Laparoscopic left colectomy or left hemicolectomy: In a laparoscopic left hemicolectomy the rectum, the sigmoid colon, and the distal portion of the transverse colon are removed and a coloanal anastomosis is done in which the remaining part of the transverse colon is joined with the anal canal.
Laparoscopic total or subtotal colectomy: In a laparoscopic total or subtotal colectomy, the entire colon is removed, and usually, the lower portion of the rectum is left behind. The small intestine is joined with the rectal canal to create an ileorectal anastomosis.
Laparoscopic colostomy: In a laparoscopic colostomy, the remaining functional bowel is brought to the opening (stoma) created in the abdominal wall to enable fecal diversion. The feces from the bowel is collected via the stoma in the abdominal wall into a colostomy bag. A colostomy may be a temporary procedure or a permanent procedure. A temporary colostomy is also known as a loop colostomy and this procedure can be reversed at a later date. A permanent colostomy is also called an end colostomy. A colostomy may be a transverse colostomy in which the transverse colon is brought out through the stoma which is usually present on the upper part of the abdomen, or an ascending colostomy in which the ascending or right colon is brought out through the stoma which is present on the right side of the abdomen, or a descending colostomy in which the descending colon or the left colon is brought out through the stoma which is present on the left side of the abdomen.
After Laparoscopic colon surgery, the following is usually done:
- The individual is shifted to a recovery room and monitored until awake and stable.

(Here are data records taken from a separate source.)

use std::{io, process::Command};

use aya::programs::{
    tc::{self, NlOptions, SchedClassifierLinkId, TcAttachOptions, TcAttachType},
    xdp::XdpLinkId,
};
use tracing::{debug, info};

use crate::{
    config::{Seg6Config, XdpMode},
    error::Seg6Error,
    hooks::{HookBackend, TcOrdering},
    loader::{Seg6Module, describe},
};

/// `HookBackend` over a loaded `Seg6Module`.
///
/// Owns the module, so dropping the backend unloads the programs.
pub struct AyaHookBackend {
    module: Seg6Module,
    ingress_program: String,
    egress_program: String,
    xdp_mode: XdpMode,
    ingress_link: Option<XdpLinkId>,
    egress_link: Option<SchedClassifierLinkId>,
}

impl AyaHookBackend {
    pub fn new(module: Seg6Module, cfg: &Seg6Config) -> Self {
        Self {
            module,
            ingress_program: cfg.ingress_program.clone(),
            egress_program: cfg.egress_program.clone(),
            xdp_mode: cfg.xdp_mode,
            ingress_link: None,
            egress_link: None,
        }
    }
}

impl HookBackend for AyaHookBackend {
    fn attach_ingress(&mut self, iface: &str) -> Result<(), Seg6Error> {
        let name = &self.ingress_program;
        let program = self.module.xdp_program(name)?;
        let link = program.attach(iface, self.xdp_mode.flags()).map_err(|e| {
            Seg6Error::AttachFailed(format!("xdp {name} on {iface}: {}", describe(&e)))
        })?;
        self.ingress_link = Some(link);
        info!(program = %name, iface, mode = ?self.xdp_mode, "XDP program attached (ingress)");
        Ok(())
    }

    fn detach_ingress(&mut self, iface: &str) -> Result<(), Seg6Error> {
        let Some(link) = self.ingress_link.take() else {
            return Ok(());
        };
        let name = &self.ingress_program;
        self.module
            .xdp_program(name)?
            .detach(link)
            .map_err(|e| Seg6Error::AttachFailed(format!("detach xdp {name} on {iface}: {e}")))?;
        debug!(program = %name, iface, "XDP program detached");
        Ok(())
    }

    fn create_egress_hook(&mut self, iface: &str) -> io::Result<()> {
        tc::qdisc_add_clsact(iface)?;
        debug!(iface, "clsact qdisc created");
        Ok(())
    }

    fn destroy_egress_hook(&mut self, iface: &str) -> Result<(), Seg6Error> {
        // Flush the egress filters only. The clsact qdisc and any ingress
        // filters on it may belong to someone else and are left alone.
        let output = egress_flush_command(iface).output().map_err(|e| {
            Seg6Error::HookDestroyFailed(format!("flush egress on {iface}: failed to run tc: {e}"))
        })?;
        if !output.status.success() {
            return Err(Seg6Error::HookDestroyFailed(format!(
                "flush egress on {iface}: {}",
                String::from_utf8_lossy(&output.stderr).trim()
            )));
        }
        debug!(iface, "egress tc filters flushed");
        Ok(())
    }

    fn attach_egress(&mut self, iface: &str, ordering: TcOrdering) -> Result<(), Seg6Error> {
        let name = &self.egress_program;
        let options = TcAttachOptions::Netlink(NlOptions {
            priority: ordering.priority,
            handle: ordering.handle,
        });
        let link = self
            .module
            .classifier(name)?
            .attach_with_options(iface, TcAttachType::Egress, options)
            .map_err(|e| {
                Seg6Error::AttachFailed(format!("tc {name} on {iface}: {}", describe(&e)))
            })?;
        self.egress_link = Some(link);
        info!(
            program = %name,
            iface,
            handle = ordering.handle,
            priority = ordering.priority,
            "TC program attached (egress)"
        );
        Ok(())
    }

    fn detach_egress(&mut self, iface: &str) -> Result<(), Seg6Error> {
        let Some(link) = self.egress_link.take() else {
            return Ok(());
        };
        let name = &self.egress_program;
        self.module
            .classifier(name)?
            .detach(link)
            .map_err(|e| Seg6Error::AttachFailed(format!("detach tc {name} on {iface}: {e}")))?;
        debug!(program = %name, iface, "TC program detached");
        Ok(())
    }
}

fn egress_flush_command(iface: &str) -> Command {
    let mut cmd = Command::new("tc");
    cmd.args(["filter", "del", "dev", iface, "egress"]);
    cmd
}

- Cardiopulmonary functions are monitored.
- Feeding is done via a nasogastric tube.
- The individual is encouraged to ambulate on the evening of the surgery.
- Extubation is done once bowel function returns.

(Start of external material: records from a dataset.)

//! The operator-facing operations. Exactly one runs per process.
//!
//! Key operations take an `open` callback instead of a store so that input
//! validation always finishes before the pinned map is touched.

use std::io::Write;

use anyhow::{Context, Result};
use serde_json::{Map as JsonMap, Value};
use tokio_util::sync::CancellationToken;
use tracing::info;

use seg6_pot_common::SidKey;

use crate::{
    attach::AyaHookBackend,
    config::Seg6Config,
    error::Seg6Error,
    hooks::{HookManager, TcOrdering},
    key_store::{KeyEntry, KeyStore},
    loader::Seg6Module,
    validation::{format_secret, format_sid, parse_secret, parse_sid},
};

/// Column gap used by the table printer.
const TABLE_PADDING: usize = 2;

#[derive(Clone, Copy, Debug, Eq, PartialEq)]
pub enum ListFormat {
    Table,
    Json,
}

/// Load the object, attach ingress then egress on `iface`, and block until
/// `shutdown` fires. The module is unloaded when this returns, on every
/// path; the pinned key map is left in place.
pub async fn install(cfg: &Seg6Config, iface: &str, shutdown: CancellationToken) -> Result<()> {
    let module = Seg6Module::load_embedded(cfg).context("failed to load eBPF object")?;
    let backend = AyaHookBackend::new(module, cfg);
    let ordering = TcOrdering {
        handle: cfg.tc_handle,
        priority: cfg.tc_priority,
    };
    let mut manager = HookManager::new(backend, iface, ordering);

    manager
        .bring_up()
        .with_context(|| format!("failed to attach programs on {iface}"))?;

    println!("Loaded XDP ingress and TC egress programs on {iface}. Press Ctrl+C to detach.");
    manager.serve(shutdown).await;
    println!("Detached from {iface}.");
    Ok(())
}

pub fn upsert<S, F>(open: F, sid_text: &str, key_hex: &str) -> Result<SidKey>
where
    S: KeyStore,
    F: FnOnce() -> Result<S, Seg6Error>,
{
    let sid = parse_sid(sid_text)?;
    let secret = parse_secret(key_hex)?;

    let mut store = open()?;
    store
        .upsert(sid, secret)
        .with_context(|| format!("failed to store key for SID {}", format_sid(&sid)))?;
    info!(sid = %format_sid(&sid), "key upserted");
    Ok(sid)
}

pub fn delete<S, F>(open: F, sid_text: &str) -> Result<SidKey>
where
    S: KeyStore,
    F: FnOnce() -> Result<S, Seg6Error>,
{
    let sid = parse_sid(sid_text)?;

    let mut store = open()?;
    store
        .delete(&sid)
        .with_context(|| format!("failed to remove SID {}", format_sid(&sid)))?;
    info!(sid = %format_sid(&sid), "key removed");
    Ok(sid)
}

pub fn get<S, F>(open: F, sid_text: &str) -> Result<KeyEntry>
where
    S: KeyStore,
    F: FnOnce() -> Result<S, Seg6Error>,
{
    let sid = parse_sid(sid_text)?;
    let store = open()?;
    let secret = store
        .get(&sid)
        .with_context(|| format!("failed to look up SID {}", format_sid(&sid)))?;
    Ok((sid, secret))
}

/// Print every entry to `out`. Nothing is written unless the whole scan
/// succeeds, so a fault never shows up as a short table.
pub fn list<S, F, W>(open: F, out: &mut W, format: ListFormat) -> Result<usize>
where
    S: KeyStore,
    F: FnOnce() -> Result<S, Seg6Error>,
    W: Write,
{
    let store = open()?;
    let entries = store
        .iter()
        .collect::<Result<Vec<KeyEntry>, _>>()
        .context("failed to list keys")?;

    match format {
        ListFormat::Table => write_table(out, &entries)?,
        ListFormat::Json => write_json(out, &entries)?,
    }
    Ok(entries.len())
}

pub fn write_entry<W: Write>(out: &mut W, entry: &KeyEntry) -> Result<()> {
    write_table(out, std::slice::from_ref(entry))
}

fn write_table<W: Write>(out: &mut W, entries: &[KeyEntry]) -> Result<()> {
    let rows: Vec<(String, String)> = entries
        .iter()
        .map(|(sid, secret)| (format_sid(sid), format_secret(secret)))
        .collect();
    let width = rows
        .iter()
        .map(|(sid, _)| sid.len())
        .chain(std::iter::once("SID".len()))
        .max()
        .unwrap_or(0)
        + TABLE_PADDING;

    writeln!(out, "{:<width$}KEY", "SID")?;
    for (sid, key) in &rows {
        writeln!(out, "{sid:<width$}{key}")?;
    }
    out.flush()?;
    Ok(())
}

fn write_json<W: Write>(out: &mut W, entries: &[KeyEntry]) -> Result<()> {
    let rows: Vec<Value> = entries
        .iter()
        .map(|(sid, secret)| {
            let mut obj = JsonMap::new();
            obj.insert("sid".to_string(), Value::String(format_sid(sid)));
            obj.insert("key".to_string(), Value::String(format_secret(secret)));
            Value::Object(obj)
        })
        .collect();
    serde_json::to_writer_pretty(&mut *out, &Value::Array(rows))?;
    writeln!(out)?;
    Ok(())
}
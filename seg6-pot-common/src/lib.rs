#![cfg_attr(not(test), no_std)]

// Layout shared with the data-plane object. The C side declares the map as
// `BPF_MAP_TYPE_HASH` keyed by `struct in6_addr` with a `struct pot_sid_key`
// value, pinned by name; these types must match it byte for byte.

pub const SID_LEN: usize = 16;
pub const SECRET_LEN: usize = 32;

/// Name of the pinned key map inside the object (and under the pin directory).
pub const KEY_MAP_NAME: &str = "seg6_pot_keys";
/// `SEG6_MAX_KEYS` in the data plane, bounded by the SRH segment limit.
pub const KEY_MAP_CAPACITY: u32 = 8;

pub const INGRESS_PROGRAM: &str = "seg6_pot_tlv_d";
pub const EGRESS_PROGRAM: &str = "seg6_pot_tlv";

/// Binary SID, i.e. the 16 octets of an IPv6 address in network order.
#[repr(C)]
#[derive(Copy, Clone, Debug, Default, Eq, PartialEq, Hash, Ord, PartialOrd)]
pub struct SidKey(pub [u8; SID_LEN]);

/// Per-SID secret consumed by the PoT computation.
#[repr(C)]
#[derive(Copy, Clone, Eq, PartialEq)]
pub struct SecretValue(pub [u8; SECRET_LEN]);

impl SidKey {
    pub const fn as_bytes(&self) -> &[u8; SID_LEN] {
        &self.0
    }
}

impl SecretValue {
    pub const fn as_bytes(&self) -> &[u8; SECRET_LEN] {
        &self.0
    }
}

impl Default for SecretValue {
    fn default() -> Self {
        Self([0; SECRET_LEN])
    }
}

// Keep secrets out of debug output.
impl core::fmt::Debug for SecretValue {
    fn fmt(&self, f: &mut core::fmt::Formatter<'_>) -> core::fmt::Result {
        f.write_str("SecretValue(..)")
    }
}

// With the `user` feature the types implement `aya::Pod` so they can be used
// with aya's typed map APIs. The no_std side never needs aya.
#[cfg(feature = "user")]
mod user_impls {
    extern crate aya;

    use super::{SecretValue, SidKey};
    use aya::Pod;

    unsafe impl Pod for SidKey {}
    unsafe impl Pod for SecretValue {}
}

Common post-procedure occurrences after laparoscopic colorectal surgery are:
- Pain at the site of surgery
- Nausea and vomiting
- Passage of bloody mucus and gas into the colostomy bag for the first few days after the procedure.
Discharge: Usually 3 to 4 days after the procedure.

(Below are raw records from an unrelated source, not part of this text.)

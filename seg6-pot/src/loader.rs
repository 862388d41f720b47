use std::{error::Error as StdError, fs, io};

use aya::{
    Ebpf, EbpfLoader, include_bytes_aligned,
    pin::PinError,
    programs::{SchedClassifier, Xdp},
};
use tracing::{debug, info};

use crate::{config::Seg6Config, error::Seg6Error};

/// The data-plane object staged into `OUT_DIR` by `build.rs`.
const SEG6_POT_OBJ: &[u8] = include_bytes_aligned!(concat!(env!("OUT_DIR"), "/seg6_pot_tlv.o"));

/// A verified, loaded instance of the data-plane object.
///
/// Owned by exactly one `install` run. Dropping it unloads both programs
/// and tears down any links aya still tracks; the key map survives because
/// it is pinned on bpffs.
pub struct Seg6Module {
    ebpf: Ebpf,
}

impl Seg6Module {
    pub fn load_embedded(cfg: &Seg6Config) -> Result<Self, Seg6Error> {
        Self::load(SEG6_POT_OBJ, cfg)
    }

    /// Parse `bytes`, create (or reuse) the pinned maps and run both
    /// programs through the verifier.
    pub fn load(bytes: &[u8], cfg: &Seg6Config) -> Result<Self, Seg6Error> {
        if bytes.is_empty() {
            return Err(Seg6Error::LoadFailed(
                "bytecode artifact is empty; rebuild with SEG6_POT_BPF_OBJ pointing at seg6_pot_tlv.o"
                    .into(),
            ));
        }

        let pin_dir = cfg.pin_dir();
        fs::create_dir_all(pin_dir).map_err(|e| {
            Seg6Error::LoadFailed(format!("failed to create {}: {e}", pin_dir.display()))
        })?;

        let ebpf = EbpfLoader::new()
            .map_pin_path(pin_dir)
            .load(bytes)
            .map_err(|e| Seg6Error::LoadFailed(describe(&e)))?;
        let mut module = Self { ebpf };

        module.verify_programs(cfg)?;
        module.ensure_pinned(cfg)?;

        info!(
            ingress = %cfg.ingress_program,
            egress = %cfg.egress_program,
            pin = %cfg.key_map_pin.display(),
            "eBPF object loaded and verified"
        );
        Ok(module)
    }

    pub fn xdp_program(&mut self, name: &str) -> Result<&mut Xdp, Seg6Error> {
        self.ebpf
            .program_mut(name)
            .ok_or_else(|| Seg6Error::ProgramNotFound(name.to_string()))?
            .try_into()
            .map_err(|_| Seg6Error::ProgramNotFound(format!("{name} (xdp)")))
    }

    pub fn classifier(&mut self, name: &str) -> Result<&mut SchedClassifier, Seg6Error> {
        self.ebpf
            .program_mut(name)
            .ok_or_else(|| Seg6Error::ProgramNotFound(name.to_string()))?
            .try_into()
            .map_err(|_| Seg6Error::ProgramNotFound(format!("{name} (sched_cls)")))
    }

    fn verify_programs(&mut self, cfg: &Seg6Config) -> Result<(), Seg6Error> {
        let ingress = &cfg.ingress_program;
        self.xdp_program(ingress)?
            .load()
            .map_err(|e| Seg6Error::LoadFailed(format!("verify {ingress}: {}", describe(&e))))?;
        debug!(program = %ingress, "xdp program verified");

        let egress = &cfg.egress_program;
        self.classifier(egress)?
            .load()
            .map_err(|e| Seg6Error::LoadFailed(format!("verify {egress}: {}", describe(&e))))?;
        debug!(program = %egress, "tc program verified");
        Ok(())
    }

    /// Make sure the key map is reachable at the configured pin path, even
    /// when that path differs from the by-name location.
    fn ensure_pinned(&mut self, cfg: &Seg6Config) -> Result<(), Seg6Error> {
        let name = &cfg.key_map_name;
        let path = &cfg.key_map_pin;
        let map = self
            .ebpf
            .map_mut(name)
            .ok_or_else(|| Seg6Error::LoadFailed(format!("map {name} not found")))?;
        match map.pin(path) {
            Ok(()) => Ok(()),
            Err(PinError::SyscallError(err))
                if err.io_error.kind() == io::ErrorKind::AlreadyExists =>
            {
                Ok(())
            }
            Err(err) => Err(Seg6Error::LoadFailed(format!(
                "failed to pin map {name} at {}: {err}",
                path.display()
            ))),
        }
    }
}

/// Render an error with its whole source chain so verifier output is kept.
pub(crate) fn describe(err: &dyn StdError) -> String {
    let mut previous = err.to_string();
    let mut out = previous.clone();
    let mut source = err.source();
    while let Some(cause) = source {
        let text = cause.to_string();
        // Some errors already print their source inline.
        if !previous.contains(&text) {
            out.push_str(": ");
            out.push_str(&text);
        }
        previous = text;
        source = cause.source();
    }
    out
}

#[cfg(test)]
mod tests {
    use std::fmt;

    use super::*;

    fn scratch_config(tag: &str) -> Seg6Config {
        let dir = std::env::temp_dir().join(format!("seg6-pot-loader-{tag}-{}", std::process::id()));
        Seg6Config::with_pin_path(dir.join("seg6_pot_keys"))
    }

    #[test]
    fn empty_artifact_is_load_failure() {
        match Seg6Module::load(&[], &scratch_config("empty")) {
            Err(Seg6Error::LoadFailed(msg)) => assert!(msg.contains("SEG6_POT_BPF_OBJ"), "{msg}"),
            Err(other) => panic!("expected LoadFailed, got {other:?}"),
            Ok(_) => panic!("empty artifact must not load"),
        }
    }

    #[test]
    fn garbage_artifact_is_load_failure() {
        let cfg = scratch_config("garbage");
        let result = Seg6Module::load(b"definitely not an ELF object", &cfg);
        let _ = fs::remove_dir_all(cfg.pin_dir());
        assert!(matches!(result, Err(Seg6Error::LoadFailed(_))));
    }

    #[derive(Debug)]
    struct Outer(Inner);
    #[derive(Debug)]
    struct Inner;

    impl fmt::Display for Outer {
        fn fmt(&self, f: &mut fmt::Formatter<'_>) -> fmt::Result {
            f.write_str("the BPF_PROG_LOAD syscall failed")
        }
    }
    impl fmt::Display for Inner {
        fn fmt(&self, f: &mut fmt::Formatter<'_>) -> fmt::Result {
            f.write_str("R1 invalid mem access 'scalar'")
        }
    }
    impl StdError for Outer {
        fn source(&self) -> Option<&(dyn StdError + 'static)> {
            Some(&self.0)
        }
    }
    impl StdError for Inner {}

    #[test]
    fn describe_keeps_verifier_detail() {
        let text = describe(&Outer(Inner));
        assert_eq!(
            text,
            "the BPF_PROG_LOAD syscall failed: R1 invalid mem access 'scalar'"
        );
    }

    #[derive(Debug)]
    struct Link(&'static str, Option<Box<Link>>);

    impl fmt::Display for Link {
        fn fmt(&self, f: &mut fmt::Formatter<'_>) -> fmt::Result {
            f.write_str(self.0)
        }
    }
    impl StdError for Link {
        fn source(&self) -> Option<&(dyn StdError + 'static)> {
            self.1.as_deref().map(|l| l as &(dyn StdError + 'static))
        }
    }

    #[test]
    fn describe_keeps_short_cause_seen_earlier() {
        let chain = Link(
            "error loading program seg6_pot_tlv",
            Some(Box::new(Link(
                "the BPF_PROG_LOAD syscall failed",
                Some(Box::new(Link("program", None))),
            ))),
        );
        assert_eq!(
            describe(&chain),
            "error loading program seg6_pot_tlv: the BPF_PROG_LOAD syscall failed: program"
        );
    }

    #[test]
    fn describe_skips_source_repeated_by_parent() {
        let chain = Link(
            "attach failed: device busy",
            Some(Box::new(Link("device busy", None))),
        );
        assert_eq!(describe(&chain), "attach failed: device busy");
    }
}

Medication: Pain relievers and antibiotics are generally prescribed.
Review: Usually one day 5-7 after the procedure.
Resumption of normal activities: Usually with some restrictions 10- 15 days after the procedure.
Role of diet/exercise/lifestyle changes
Some measures that may be taken after Laparoscopic colon surgery include:
- Avoiding strenuous activities for 1 to 2 weeks after the surgery
- Following the diet as advised by the physician
- Watching out for any signs of complications
Complications of laparoscopic colon surgery
Some complications that are associated with Laparoscopic colon surgery may include:
- Bowel obstruction
- Wound infection
- Anastomotic leakage
- Urinary tract infection
- Deep vein thrombosis
- Pulmonary embolism
- Trocar site hernia
- Ureteral stenosis
- Psychological complications such as embarrassment, depression, etc.
The prognosis for Laparoscopic colon surgery generally depends on the underlying condition that is being treated as well as on the general health of the individual. The morbidity and mortality associated with Laparoscopic colon surgery are generally less when compared to open surgery.
Indications for hospitalization if required
Hospitalization will be required for Laparoscopic colon surgery or colorectal cancer surgery.
Suggested clinical specialist/Departments to consult for the procedure
Laparoscopic colon surgery will be done by specialists from the Department of Interventional Endoscopic Surgery and Functional Bowel Gastroenterology.